YOUR TASK: Search the entries for the word "mesh". Copy every line that holds it.

LISTED ENTRIES:

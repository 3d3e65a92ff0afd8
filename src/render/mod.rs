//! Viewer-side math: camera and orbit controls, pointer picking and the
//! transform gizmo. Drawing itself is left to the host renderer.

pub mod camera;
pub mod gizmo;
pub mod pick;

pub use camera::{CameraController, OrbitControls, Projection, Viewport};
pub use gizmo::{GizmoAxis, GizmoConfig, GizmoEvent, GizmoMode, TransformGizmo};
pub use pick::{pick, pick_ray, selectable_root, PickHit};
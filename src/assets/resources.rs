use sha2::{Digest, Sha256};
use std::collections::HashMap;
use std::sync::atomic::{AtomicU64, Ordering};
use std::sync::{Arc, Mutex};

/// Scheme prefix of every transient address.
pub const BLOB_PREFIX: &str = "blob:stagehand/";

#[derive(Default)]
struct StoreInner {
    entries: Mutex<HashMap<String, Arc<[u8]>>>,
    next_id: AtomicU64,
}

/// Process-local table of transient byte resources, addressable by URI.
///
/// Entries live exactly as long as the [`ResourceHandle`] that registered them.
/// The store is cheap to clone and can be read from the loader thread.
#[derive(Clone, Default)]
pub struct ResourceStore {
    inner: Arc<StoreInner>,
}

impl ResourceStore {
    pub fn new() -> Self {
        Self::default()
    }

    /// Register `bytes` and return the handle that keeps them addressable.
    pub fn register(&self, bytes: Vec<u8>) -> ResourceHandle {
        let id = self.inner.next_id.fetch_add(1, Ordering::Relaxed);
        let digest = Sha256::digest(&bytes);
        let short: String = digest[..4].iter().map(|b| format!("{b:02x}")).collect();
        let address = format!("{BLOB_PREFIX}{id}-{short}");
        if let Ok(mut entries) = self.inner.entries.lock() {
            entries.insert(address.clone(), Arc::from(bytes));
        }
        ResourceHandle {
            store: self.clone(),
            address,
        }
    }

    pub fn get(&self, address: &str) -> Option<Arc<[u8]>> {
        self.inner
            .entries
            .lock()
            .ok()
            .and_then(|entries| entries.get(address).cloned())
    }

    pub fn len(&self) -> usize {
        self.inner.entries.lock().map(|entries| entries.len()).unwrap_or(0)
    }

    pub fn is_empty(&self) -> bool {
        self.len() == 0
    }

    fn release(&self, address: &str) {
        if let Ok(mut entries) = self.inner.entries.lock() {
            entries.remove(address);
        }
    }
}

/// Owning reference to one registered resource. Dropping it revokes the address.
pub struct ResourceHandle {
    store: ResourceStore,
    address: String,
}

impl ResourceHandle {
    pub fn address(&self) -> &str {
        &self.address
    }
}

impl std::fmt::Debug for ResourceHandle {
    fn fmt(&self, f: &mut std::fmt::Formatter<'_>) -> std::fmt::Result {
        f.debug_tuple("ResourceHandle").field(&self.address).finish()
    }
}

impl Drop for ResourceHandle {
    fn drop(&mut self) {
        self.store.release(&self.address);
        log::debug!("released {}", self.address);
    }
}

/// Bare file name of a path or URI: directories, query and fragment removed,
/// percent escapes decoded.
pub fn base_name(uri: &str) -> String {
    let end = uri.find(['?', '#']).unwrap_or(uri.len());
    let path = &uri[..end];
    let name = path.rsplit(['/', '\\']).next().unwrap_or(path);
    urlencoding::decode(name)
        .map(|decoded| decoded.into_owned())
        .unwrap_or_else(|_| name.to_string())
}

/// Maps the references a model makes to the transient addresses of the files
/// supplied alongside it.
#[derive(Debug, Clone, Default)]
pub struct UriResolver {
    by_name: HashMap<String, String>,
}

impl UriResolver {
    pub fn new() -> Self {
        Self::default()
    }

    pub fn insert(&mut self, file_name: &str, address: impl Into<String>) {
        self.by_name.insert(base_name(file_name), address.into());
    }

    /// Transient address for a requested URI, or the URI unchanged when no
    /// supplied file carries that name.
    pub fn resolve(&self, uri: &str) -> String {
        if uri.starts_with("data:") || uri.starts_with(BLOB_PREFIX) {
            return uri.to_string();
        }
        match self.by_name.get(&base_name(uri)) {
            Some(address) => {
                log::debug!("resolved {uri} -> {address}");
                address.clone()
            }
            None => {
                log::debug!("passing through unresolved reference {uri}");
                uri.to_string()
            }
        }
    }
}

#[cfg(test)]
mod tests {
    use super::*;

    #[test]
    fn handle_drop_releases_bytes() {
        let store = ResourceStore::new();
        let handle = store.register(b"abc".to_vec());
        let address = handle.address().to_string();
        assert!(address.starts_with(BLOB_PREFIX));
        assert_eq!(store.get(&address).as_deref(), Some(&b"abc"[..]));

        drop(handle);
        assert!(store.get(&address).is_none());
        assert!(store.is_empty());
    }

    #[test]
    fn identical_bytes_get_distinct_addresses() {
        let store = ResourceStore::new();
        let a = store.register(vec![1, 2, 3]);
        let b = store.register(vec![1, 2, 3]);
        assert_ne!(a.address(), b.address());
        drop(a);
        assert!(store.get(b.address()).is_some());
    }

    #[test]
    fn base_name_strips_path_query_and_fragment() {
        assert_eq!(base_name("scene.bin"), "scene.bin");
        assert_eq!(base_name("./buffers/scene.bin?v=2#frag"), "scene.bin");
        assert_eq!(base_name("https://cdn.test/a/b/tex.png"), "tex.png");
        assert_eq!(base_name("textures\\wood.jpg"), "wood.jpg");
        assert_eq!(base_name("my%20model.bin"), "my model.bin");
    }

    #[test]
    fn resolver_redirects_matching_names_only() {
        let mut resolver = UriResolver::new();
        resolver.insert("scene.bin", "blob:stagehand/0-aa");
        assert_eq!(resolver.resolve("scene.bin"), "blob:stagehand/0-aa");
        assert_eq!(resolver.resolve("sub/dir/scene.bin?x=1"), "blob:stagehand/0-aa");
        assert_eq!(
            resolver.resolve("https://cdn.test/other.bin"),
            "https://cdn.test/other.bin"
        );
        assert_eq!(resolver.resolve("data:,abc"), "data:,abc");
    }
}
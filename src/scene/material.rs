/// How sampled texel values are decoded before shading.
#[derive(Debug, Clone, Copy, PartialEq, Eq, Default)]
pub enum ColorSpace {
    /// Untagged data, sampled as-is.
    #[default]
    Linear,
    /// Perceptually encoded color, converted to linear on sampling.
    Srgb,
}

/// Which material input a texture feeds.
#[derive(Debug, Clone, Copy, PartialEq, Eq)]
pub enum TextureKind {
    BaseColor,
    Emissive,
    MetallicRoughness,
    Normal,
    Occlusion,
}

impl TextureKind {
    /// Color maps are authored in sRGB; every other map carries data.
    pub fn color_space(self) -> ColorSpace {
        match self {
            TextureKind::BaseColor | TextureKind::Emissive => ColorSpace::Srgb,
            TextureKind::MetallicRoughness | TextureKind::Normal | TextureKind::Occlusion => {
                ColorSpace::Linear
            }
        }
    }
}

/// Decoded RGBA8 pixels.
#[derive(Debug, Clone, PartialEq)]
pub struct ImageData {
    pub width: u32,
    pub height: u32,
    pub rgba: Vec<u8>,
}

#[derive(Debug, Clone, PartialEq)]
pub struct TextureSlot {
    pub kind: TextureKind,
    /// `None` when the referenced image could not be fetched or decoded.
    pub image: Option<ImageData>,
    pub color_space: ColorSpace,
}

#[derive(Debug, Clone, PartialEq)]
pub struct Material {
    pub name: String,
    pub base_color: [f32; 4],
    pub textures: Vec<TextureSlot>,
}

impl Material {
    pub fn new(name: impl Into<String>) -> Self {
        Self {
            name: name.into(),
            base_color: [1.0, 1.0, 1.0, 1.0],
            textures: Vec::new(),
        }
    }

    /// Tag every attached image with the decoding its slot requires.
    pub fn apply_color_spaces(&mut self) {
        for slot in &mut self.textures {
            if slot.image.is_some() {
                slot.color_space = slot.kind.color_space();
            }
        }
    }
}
* * *
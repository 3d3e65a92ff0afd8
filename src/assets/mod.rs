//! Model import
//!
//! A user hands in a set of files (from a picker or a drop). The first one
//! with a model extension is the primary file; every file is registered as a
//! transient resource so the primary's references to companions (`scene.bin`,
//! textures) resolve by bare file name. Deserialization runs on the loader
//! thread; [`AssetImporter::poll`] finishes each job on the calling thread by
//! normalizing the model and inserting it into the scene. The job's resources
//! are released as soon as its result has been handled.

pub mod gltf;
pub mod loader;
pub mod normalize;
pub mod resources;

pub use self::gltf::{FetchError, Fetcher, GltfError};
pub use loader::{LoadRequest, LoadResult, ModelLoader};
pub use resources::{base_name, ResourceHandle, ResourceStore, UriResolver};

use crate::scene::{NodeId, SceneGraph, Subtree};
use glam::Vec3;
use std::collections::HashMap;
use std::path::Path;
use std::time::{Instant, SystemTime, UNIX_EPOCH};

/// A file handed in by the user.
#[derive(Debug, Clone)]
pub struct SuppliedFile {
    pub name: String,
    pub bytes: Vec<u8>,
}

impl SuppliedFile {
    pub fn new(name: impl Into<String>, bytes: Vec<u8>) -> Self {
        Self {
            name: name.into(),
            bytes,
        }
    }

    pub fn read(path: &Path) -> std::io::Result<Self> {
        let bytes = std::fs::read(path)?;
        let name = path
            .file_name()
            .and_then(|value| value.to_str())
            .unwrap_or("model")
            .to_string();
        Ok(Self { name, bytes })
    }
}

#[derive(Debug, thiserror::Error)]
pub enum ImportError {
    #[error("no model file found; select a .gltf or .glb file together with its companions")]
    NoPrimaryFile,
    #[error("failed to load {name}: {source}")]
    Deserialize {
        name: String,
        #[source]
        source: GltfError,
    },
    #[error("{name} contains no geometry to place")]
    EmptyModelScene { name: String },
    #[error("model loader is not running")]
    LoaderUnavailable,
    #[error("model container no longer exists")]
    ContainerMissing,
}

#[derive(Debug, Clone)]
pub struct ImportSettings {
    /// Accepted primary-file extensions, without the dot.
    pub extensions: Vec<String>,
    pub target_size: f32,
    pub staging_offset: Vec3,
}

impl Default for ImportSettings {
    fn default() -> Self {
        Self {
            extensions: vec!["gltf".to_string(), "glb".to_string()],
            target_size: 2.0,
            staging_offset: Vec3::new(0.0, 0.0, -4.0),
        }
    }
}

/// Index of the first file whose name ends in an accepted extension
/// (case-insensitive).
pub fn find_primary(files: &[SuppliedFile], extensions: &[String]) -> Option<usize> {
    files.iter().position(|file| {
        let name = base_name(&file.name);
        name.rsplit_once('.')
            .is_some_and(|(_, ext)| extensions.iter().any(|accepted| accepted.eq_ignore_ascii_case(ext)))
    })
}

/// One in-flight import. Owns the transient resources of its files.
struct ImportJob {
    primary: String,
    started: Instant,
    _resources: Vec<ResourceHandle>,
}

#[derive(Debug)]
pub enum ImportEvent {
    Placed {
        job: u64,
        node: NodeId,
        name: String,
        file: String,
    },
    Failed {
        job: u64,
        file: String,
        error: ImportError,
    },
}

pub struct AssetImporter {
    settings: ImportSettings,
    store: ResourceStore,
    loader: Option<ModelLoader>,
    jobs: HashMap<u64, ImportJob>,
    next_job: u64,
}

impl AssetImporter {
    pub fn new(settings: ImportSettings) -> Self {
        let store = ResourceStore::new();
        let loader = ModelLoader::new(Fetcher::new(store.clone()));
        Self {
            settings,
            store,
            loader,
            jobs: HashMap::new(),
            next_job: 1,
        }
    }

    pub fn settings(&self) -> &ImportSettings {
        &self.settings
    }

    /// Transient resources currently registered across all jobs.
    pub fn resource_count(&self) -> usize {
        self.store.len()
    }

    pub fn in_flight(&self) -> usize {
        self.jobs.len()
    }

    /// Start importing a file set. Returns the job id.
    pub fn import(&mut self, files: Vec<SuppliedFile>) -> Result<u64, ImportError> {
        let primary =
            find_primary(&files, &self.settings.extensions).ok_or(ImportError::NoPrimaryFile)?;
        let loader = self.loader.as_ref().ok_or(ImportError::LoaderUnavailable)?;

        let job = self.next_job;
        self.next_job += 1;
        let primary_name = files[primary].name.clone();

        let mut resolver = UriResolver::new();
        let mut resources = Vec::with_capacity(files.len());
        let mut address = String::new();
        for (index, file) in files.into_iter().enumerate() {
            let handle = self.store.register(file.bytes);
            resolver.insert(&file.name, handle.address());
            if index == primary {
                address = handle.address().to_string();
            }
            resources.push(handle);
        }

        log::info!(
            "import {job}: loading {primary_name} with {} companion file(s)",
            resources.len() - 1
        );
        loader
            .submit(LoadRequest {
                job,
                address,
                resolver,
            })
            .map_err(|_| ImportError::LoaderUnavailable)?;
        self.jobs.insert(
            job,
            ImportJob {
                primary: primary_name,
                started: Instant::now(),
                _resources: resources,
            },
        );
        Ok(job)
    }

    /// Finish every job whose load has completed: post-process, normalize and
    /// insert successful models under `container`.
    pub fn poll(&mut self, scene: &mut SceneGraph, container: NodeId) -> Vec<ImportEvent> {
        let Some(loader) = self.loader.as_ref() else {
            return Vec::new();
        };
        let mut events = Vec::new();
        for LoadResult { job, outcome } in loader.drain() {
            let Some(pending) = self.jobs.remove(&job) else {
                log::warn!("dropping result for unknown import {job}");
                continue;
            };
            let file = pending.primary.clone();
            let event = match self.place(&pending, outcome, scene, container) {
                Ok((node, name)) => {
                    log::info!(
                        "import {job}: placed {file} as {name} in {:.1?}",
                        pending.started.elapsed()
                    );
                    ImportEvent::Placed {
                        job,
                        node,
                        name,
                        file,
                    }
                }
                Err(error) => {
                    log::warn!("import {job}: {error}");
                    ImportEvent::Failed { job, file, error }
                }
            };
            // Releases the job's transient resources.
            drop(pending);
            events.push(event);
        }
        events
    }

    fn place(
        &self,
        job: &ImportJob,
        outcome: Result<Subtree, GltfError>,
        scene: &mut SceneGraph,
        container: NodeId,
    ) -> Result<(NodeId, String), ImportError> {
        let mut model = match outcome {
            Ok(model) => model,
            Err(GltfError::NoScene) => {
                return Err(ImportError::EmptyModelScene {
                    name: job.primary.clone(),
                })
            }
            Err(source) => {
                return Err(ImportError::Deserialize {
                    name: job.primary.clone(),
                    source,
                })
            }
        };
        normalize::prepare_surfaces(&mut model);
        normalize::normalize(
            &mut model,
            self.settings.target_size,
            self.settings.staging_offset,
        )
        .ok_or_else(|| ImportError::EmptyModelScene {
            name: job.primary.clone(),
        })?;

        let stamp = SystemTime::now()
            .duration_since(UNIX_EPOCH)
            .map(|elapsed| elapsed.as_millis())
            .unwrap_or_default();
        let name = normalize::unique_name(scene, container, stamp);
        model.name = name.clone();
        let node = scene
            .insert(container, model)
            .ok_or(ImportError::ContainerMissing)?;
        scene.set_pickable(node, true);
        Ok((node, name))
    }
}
* * *
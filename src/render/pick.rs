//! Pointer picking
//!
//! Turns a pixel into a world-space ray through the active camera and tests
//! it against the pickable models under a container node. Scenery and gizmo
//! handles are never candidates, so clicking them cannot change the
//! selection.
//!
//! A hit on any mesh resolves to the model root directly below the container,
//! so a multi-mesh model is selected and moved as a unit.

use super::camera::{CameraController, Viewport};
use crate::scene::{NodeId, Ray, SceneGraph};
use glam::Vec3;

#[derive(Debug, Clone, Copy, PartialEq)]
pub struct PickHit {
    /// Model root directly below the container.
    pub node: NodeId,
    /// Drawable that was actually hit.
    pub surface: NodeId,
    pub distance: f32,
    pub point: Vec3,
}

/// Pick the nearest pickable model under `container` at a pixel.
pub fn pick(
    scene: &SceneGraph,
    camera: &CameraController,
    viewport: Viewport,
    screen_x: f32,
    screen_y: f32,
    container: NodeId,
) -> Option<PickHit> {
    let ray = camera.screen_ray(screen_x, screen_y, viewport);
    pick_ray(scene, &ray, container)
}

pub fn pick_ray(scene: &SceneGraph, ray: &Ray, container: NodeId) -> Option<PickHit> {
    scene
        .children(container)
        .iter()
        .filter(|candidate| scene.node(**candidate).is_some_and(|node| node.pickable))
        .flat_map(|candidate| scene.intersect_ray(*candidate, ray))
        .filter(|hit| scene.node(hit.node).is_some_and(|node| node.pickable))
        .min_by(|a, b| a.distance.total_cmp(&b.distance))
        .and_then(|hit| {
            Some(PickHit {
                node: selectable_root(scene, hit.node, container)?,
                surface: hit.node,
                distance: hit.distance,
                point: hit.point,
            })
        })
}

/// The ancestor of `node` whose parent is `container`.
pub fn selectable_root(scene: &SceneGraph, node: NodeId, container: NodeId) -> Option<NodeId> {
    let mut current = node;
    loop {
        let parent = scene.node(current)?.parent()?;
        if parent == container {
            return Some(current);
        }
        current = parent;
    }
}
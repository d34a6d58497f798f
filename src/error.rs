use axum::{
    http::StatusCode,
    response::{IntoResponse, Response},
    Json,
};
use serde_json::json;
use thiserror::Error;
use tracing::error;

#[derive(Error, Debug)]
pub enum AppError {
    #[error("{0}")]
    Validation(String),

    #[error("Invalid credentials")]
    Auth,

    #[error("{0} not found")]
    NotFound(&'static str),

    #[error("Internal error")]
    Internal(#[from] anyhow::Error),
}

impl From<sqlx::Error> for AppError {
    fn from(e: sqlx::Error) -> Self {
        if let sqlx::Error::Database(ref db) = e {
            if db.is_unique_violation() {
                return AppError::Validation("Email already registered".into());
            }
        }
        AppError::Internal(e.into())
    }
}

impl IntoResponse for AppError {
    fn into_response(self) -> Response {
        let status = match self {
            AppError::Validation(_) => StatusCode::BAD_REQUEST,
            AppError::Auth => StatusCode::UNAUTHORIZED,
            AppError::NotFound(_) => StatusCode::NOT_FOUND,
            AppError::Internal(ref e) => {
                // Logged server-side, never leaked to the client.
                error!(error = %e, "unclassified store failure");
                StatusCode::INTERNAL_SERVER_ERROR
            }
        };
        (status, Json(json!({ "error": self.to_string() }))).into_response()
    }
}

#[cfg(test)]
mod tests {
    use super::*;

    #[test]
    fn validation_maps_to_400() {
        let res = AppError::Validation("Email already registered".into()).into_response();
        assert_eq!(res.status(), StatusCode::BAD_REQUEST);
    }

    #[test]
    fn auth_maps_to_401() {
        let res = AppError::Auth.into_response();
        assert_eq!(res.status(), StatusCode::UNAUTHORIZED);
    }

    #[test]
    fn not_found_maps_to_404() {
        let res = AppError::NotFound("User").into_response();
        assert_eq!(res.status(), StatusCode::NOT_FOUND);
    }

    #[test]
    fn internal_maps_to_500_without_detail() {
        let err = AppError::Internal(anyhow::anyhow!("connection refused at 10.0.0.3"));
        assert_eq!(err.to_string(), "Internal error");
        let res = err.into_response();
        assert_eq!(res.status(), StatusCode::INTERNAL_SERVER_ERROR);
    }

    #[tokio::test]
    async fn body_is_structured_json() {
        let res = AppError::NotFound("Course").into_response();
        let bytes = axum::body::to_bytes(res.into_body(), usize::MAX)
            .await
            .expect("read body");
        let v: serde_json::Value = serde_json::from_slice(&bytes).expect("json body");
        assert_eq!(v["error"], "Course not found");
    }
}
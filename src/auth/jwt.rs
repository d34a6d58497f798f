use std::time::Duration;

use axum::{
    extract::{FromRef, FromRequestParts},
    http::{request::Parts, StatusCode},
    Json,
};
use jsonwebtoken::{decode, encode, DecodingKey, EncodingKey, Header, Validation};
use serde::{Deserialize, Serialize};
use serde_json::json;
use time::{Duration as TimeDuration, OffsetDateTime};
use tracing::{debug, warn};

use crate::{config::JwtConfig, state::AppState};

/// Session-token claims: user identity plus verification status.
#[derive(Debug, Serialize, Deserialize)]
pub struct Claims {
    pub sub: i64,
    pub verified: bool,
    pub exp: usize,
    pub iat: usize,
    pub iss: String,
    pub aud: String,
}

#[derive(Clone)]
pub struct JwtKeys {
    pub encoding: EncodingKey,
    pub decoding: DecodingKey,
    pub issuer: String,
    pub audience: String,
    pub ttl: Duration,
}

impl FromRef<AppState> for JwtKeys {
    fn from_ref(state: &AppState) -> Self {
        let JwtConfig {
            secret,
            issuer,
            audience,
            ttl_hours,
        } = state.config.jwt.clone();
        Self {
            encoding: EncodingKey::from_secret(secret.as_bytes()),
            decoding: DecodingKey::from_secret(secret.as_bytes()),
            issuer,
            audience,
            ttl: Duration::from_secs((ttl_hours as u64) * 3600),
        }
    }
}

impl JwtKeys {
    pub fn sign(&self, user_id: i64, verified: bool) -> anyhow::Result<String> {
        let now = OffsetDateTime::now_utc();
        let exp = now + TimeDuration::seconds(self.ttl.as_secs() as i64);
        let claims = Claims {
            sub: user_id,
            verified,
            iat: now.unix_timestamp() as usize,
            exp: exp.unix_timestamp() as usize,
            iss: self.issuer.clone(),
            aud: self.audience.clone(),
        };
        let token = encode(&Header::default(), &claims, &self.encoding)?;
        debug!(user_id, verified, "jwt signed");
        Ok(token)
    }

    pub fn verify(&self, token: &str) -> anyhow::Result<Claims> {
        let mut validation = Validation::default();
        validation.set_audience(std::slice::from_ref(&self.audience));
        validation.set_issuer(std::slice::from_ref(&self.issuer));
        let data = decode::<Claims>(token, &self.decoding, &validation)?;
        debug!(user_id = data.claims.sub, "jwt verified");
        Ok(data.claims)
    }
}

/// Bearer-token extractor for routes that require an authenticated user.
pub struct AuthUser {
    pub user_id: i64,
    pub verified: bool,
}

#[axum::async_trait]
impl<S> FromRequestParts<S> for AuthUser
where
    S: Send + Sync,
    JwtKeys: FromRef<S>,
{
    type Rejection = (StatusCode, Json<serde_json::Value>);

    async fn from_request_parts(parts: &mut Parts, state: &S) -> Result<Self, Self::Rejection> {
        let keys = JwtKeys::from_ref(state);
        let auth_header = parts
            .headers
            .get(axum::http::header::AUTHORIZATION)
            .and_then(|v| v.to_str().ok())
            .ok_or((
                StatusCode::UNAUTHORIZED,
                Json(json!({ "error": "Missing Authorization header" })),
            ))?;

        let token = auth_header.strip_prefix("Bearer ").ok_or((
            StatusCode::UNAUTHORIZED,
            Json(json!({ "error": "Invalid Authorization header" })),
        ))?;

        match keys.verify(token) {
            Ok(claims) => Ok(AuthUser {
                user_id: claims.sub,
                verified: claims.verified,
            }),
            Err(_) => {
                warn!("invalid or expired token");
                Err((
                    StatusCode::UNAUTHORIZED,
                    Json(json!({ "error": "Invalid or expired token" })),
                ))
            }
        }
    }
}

WRITTEN RESPONSE:
//! A hit on any mesh resolves to the model root directly below the container,
//! so a multi-mesh model is selected and moved as a unit.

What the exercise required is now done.